§ **WORK REQUIRED**: The data should be restated word for word, in full.
Top of RECORDS SHOWN
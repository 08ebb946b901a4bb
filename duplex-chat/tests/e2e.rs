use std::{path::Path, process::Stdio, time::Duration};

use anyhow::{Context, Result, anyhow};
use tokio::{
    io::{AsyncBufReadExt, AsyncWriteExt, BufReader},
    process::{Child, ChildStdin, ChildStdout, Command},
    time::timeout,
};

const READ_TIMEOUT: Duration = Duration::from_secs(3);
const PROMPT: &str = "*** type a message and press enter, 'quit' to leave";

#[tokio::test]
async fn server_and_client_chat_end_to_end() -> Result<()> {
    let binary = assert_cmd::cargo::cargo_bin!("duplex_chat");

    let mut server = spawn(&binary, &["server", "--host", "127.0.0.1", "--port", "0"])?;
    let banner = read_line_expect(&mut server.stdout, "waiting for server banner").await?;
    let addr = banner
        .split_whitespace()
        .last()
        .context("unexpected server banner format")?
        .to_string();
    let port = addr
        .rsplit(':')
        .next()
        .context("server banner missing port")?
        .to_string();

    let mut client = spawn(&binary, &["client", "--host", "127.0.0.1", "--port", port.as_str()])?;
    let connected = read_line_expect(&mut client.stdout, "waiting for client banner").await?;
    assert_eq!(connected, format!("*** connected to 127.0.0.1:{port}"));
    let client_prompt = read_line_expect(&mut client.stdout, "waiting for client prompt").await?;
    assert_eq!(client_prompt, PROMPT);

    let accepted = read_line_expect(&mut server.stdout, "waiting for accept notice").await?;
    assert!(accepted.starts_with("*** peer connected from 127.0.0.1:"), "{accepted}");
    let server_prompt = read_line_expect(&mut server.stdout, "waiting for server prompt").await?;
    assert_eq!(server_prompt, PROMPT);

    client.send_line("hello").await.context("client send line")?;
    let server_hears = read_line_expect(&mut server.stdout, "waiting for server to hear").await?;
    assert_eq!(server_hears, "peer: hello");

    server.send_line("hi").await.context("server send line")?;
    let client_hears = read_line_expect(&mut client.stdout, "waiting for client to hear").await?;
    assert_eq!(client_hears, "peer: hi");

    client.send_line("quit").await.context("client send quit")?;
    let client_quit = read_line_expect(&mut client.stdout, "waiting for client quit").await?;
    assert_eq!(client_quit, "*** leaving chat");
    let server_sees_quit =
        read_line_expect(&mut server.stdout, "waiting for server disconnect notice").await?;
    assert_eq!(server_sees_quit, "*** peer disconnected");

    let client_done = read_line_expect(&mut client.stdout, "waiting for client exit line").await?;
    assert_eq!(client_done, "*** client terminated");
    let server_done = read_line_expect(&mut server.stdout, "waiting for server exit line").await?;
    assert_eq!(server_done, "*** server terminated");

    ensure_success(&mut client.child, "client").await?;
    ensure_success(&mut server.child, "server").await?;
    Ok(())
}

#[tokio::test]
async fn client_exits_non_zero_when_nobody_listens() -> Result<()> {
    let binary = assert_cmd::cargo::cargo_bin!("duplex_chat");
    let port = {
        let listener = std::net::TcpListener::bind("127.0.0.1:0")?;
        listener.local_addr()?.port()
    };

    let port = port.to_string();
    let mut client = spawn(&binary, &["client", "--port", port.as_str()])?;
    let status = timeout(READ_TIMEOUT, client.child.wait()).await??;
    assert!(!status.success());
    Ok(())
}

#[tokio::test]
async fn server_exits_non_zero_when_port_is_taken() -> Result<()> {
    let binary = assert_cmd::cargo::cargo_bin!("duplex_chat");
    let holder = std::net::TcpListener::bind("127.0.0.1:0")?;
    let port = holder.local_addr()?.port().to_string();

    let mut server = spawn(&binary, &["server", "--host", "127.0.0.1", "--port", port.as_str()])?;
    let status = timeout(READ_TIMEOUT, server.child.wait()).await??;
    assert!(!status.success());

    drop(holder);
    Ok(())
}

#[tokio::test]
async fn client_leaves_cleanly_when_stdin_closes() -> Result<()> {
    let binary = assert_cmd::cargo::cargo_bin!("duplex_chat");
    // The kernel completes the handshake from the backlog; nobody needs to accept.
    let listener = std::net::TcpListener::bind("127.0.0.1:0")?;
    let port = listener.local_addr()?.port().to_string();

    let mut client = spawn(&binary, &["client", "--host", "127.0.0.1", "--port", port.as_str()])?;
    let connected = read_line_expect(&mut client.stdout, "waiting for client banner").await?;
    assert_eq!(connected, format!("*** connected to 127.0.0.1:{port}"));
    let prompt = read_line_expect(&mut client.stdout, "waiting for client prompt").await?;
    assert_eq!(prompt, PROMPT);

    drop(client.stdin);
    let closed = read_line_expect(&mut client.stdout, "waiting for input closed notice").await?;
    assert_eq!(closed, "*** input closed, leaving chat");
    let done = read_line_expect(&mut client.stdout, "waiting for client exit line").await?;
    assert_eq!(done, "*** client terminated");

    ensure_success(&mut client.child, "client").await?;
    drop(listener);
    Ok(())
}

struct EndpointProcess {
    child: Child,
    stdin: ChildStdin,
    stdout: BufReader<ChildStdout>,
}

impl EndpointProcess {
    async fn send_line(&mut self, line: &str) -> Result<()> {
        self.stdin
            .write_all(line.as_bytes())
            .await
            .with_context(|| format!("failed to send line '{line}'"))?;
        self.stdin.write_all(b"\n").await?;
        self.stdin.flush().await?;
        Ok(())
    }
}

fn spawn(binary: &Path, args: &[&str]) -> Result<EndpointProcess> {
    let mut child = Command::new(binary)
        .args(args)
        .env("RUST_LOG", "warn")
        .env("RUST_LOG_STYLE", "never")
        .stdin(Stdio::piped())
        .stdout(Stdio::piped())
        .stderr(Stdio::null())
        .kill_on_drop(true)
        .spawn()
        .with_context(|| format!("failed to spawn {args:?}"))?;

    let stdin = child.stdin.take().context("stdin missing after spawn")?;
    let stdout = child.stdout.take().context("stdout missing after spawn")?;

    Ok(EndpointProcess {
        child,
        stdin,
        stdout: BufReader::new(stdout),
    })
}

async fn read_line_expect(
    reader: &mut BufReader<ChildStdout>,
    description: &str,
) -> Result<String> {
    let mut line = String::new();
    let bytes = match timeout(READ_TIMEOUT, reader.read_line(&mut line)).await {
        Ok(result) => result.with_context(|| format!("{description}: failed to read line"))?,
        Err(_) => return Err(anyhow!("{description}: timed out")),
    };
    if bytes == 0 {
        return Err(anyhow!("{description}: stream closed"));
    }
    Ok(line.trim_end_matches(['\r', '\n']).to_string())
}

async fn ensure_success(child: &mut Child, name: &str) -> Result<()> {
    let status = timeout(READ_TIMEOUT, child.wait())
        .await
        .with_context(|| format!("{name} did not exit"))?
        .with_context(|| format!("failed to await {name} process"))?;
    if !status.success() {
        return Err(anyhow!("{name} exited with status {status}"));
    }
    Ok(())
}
Bottom of RECORDS SHOWN
§ **ANSWER FOR THE TASK**:
repository 08ebb946b901a4bb
filename duplex-chat/tests/e2e.rs
use std::{path::Path, process::Stdio, time::Duration};

use anyhow::{Context, Result, anyhow};
use tokio::{
    io::{AsyncBufReadExt, AsyncWriteExt, BufReader},
    process::{Child, ChildStdin, ChildStdout, Command},
    time::timeout,
};

const READ_TIMEOUT: Duration = Duration::from_secs(3);
const PROMPT: &str = "*** type a message and press enter, 'quit' to leave";

#[tokio::test]
async fn server_and_client_chat_end_to_end() -> Result<()> {
    let binary = assert_cmd::cargo::cargo_bin!("duplex_chat");

    let mut server = spawn(&binary, &["server", "--host", "127.0.0.1", "--port", "0"])?;
    let banner = read_line_expect(&mut server.stdout, "waiting for server banner").await?;
    let addr = banner
        .split_whitespace()
        .last()
        .context("unexpected server banner format")?
        .to_string();
    let port = addr
        .rsplit(':')
        .next()
        .context("server banner missing port")?
        .to_string();

    let mut client = spawn(&binary, &["client", "--host", "127.0.0.1", "--port", port.as_str()])?;
    let connected = read_line_expect(&mut client.stdout, "waiting for client banner").await?;
    assert_eq!(connected, format!("*** connected to 127.0.0.1:{port}"));
    let client_prompt = read_line_expect(&mut client.stdout, "waiting for client prompt").await?;
    assert_eq!(client_prompt, PROMPT);

    let accepted = read_line_expect(&mut server.stdout, "waiting for accept notice").await?;
    assert!(accepted.starts_with("*** peer connected from 127.0.0.1:"), "{accepted}");
    let server_prompt = read_line_expect(&mut server.stdout, "waiting for server prompt").await?;
    assert_eq!(server_prompt, PROMPT);

    client.send_line("hello").await.context("client send line")?;
    let server_hears = read_line_expect(&mut server.stdout, "waiting for server to hear").await?;
    assert_eq!(server_hears, "peer: hello");

    server.send_line("hi").await.context("server send line")?;
    let client_hears = read_line_expect(&mut client.stdout, "waiting for client to hear").await?;
    assert_eq!(client_hears, "peer: hi");

    client.send_line("quit").await.context("client send quit")?;
    let client_quit = read_line_expect(&mut client.stdout, "waiting for client quit").await?;
    assert_eq!(client_quit, "*** leaving chat");
    let server_sees_quit =
        read_line_expect(&mut server.stdout, "waiting for server disconnect notice").await?;
    assert_eq!(server_sees_quit, "*** peer disconnected");

    let client_done = read_line_expect(&mut client.stdout, "waiting for client exit line").await?;
    assert_eq!(client_done, "*** client terminated");
    let server_done = read_line_expect(&mut server.stdout, "waiting for server exit line").await?;
    assert_eq!(server_done, "*** server terminated");

    ensure_success(&mut client.child, "client").await?;
    ensure_success(&mut server.child, "server").await?;
    Ok(())
}

#[tokio::test]
async fn client_exits_non_zero_when_nobody_listens() -> Result<()> {
    let binary = assert_cmd::cargo::cargo_bin!("duplex_chat");
    let port = {
        let listener = std::net::TcpListener::bind("127.0.0.1:0")?;
        listener.local_addr()?.port()
    };

    let port = port.to_string();
    let mut client = spawn(&binary, &["client", "--port", port.as_str()])?;
    let status = timeout(READ_TIMEOUT, client.child.wait()).await??;
    assert!(!status.success());
    Ok(())
}

#[tokio::test]
async fn server_exits_non_zero_when_port_is_taken() -> Result<()> {
    let binary = assert_cmd::cargo::cargo_bin!("duplex_chat");
    let holder = std::net::TcpListener::bind("127.0.0.1:0")?;
    let port = holder.local_addr()?.port().to_string();

    let mut server = spawn(&binary, &["server", "--host", "127.0.0.1", "--port", port.as_str()])?;
    let status = timeout(READ_TIMEOUT, server.child.wait()).await??;
    assert!(!status.success());

    drop(holder);
    Ok(())
}

#[tokio::test]
async fn client_leaves_cleanly_when_stdin_closes() -> Result<()> {
    let binary = assert_cmd::cargo::cargo_bin!("duplex_chat");
    // The kernel completes the handshake from the backlog; nobody needs to accept.
    let listener = std::net::TcpListener::bind("127.0.0.1:0")?;
    let port = listener.local_addr()?.port().to_string();

    let mut client = spawn(&binary, &["client", "--host", "127.0.0.1", "--port", port.as_str()])?;
    let connected = read_line_expect(&mut client.stdout, "waiting for client banner").await?;
    assert_eq!(connected, format!("*** connected to 127.0.0.1:{port}"));
    let prompt = read_line_expect(&mut client.stdout, "waiting for client prompt").await?;
    assert_eq!(prompt, PROMPT);

    drop(client.stdin);
    let closed = read_line_expect(&mut client.stdout, "waiting for input closed notice").await?;
    assert_eq!(closed, "*** input closed, leaving chat");
    let done = read_line_expect(&mut client.stdout, "waiting for client exit line").await?;
    assert_eq!(done, "*** client terminated");

    ensure_success(&mut client.child, "client").await?;
    drop(listener);
    Ok(())
}

struct EndpointProcess {
    child: Child,
    stdin: ChildStdin,
    stdout: BufReader<ChildStdout>,
}

impl EndpointProcess {
    async fn send_line(&mut self, line: &str) -> Result<()> {
        self.stdin
            .write_all(line.as_bytes())
            .await
            .with_context(|| format!("failed to send line '{line}'"))?;
        self.stdin.write_all(b"\n").await?;
        self.stdin.flush().await?;
        Ok(())
    }
}

fn spawn(binary: &Path, args: &[&str]) -> Result<EndpointProcess> {
    let mut child = Command::new(binary)
        .args(args)
        .env("RUST_LOG", "warn")
        .env("RUST_LOG_STYLE", "never")
        .stdin(Stdio::piped())
        .stdout(Stdio::piped())
        .stderr(Stdio::null())
        .kill_on_drop(true)
        .spawn()
        .with_context(|| format!("failed to spawn {args:?}"))?;

    let stdin = child.stdin.take().context("stdin missing after spawn")?;
    let stdout = child.stdout.take().context("stdout missing after spawn")?;

    Ok(EndpointProcess {
        child,
        stdin,
        stdout: BufReader::new(stdout),
    })
}

async fn read_line_expect(
    reader: &mut BufReader<ChildStdout>,
    description: &str,
) -> Result<String> {
    let mut line = String::new();
    let bytes = match timeout(READ_TIMEOUT, reader.read_line(&mut line)).await {
        Ok(result) => result.with_context(|| format!("{description}: failed to read line"))?,
        Err(_) => return Err(anyhow!("{description}: timed out")),
    };
    if bytes == 0 {
        return Err(anyhow!("{description}: stream closed"));
    }
    Ok(line.trim_end_matches(['\r', '\n']).to_string())
}

async fn ensure_success(child: &mut Child, name: &str) -> Result<()> {
    let status = timeout(READ_TIMEOUT, child.wait())
        .await
        .with_context(|| format!("{name} did not exit"))?
        .with_context(|| format!("failed to await {name} process"))?;
    if !status.success() {
        return Err(anyhow!("{name} exited with status {status}"));
    }
    Ok(())
}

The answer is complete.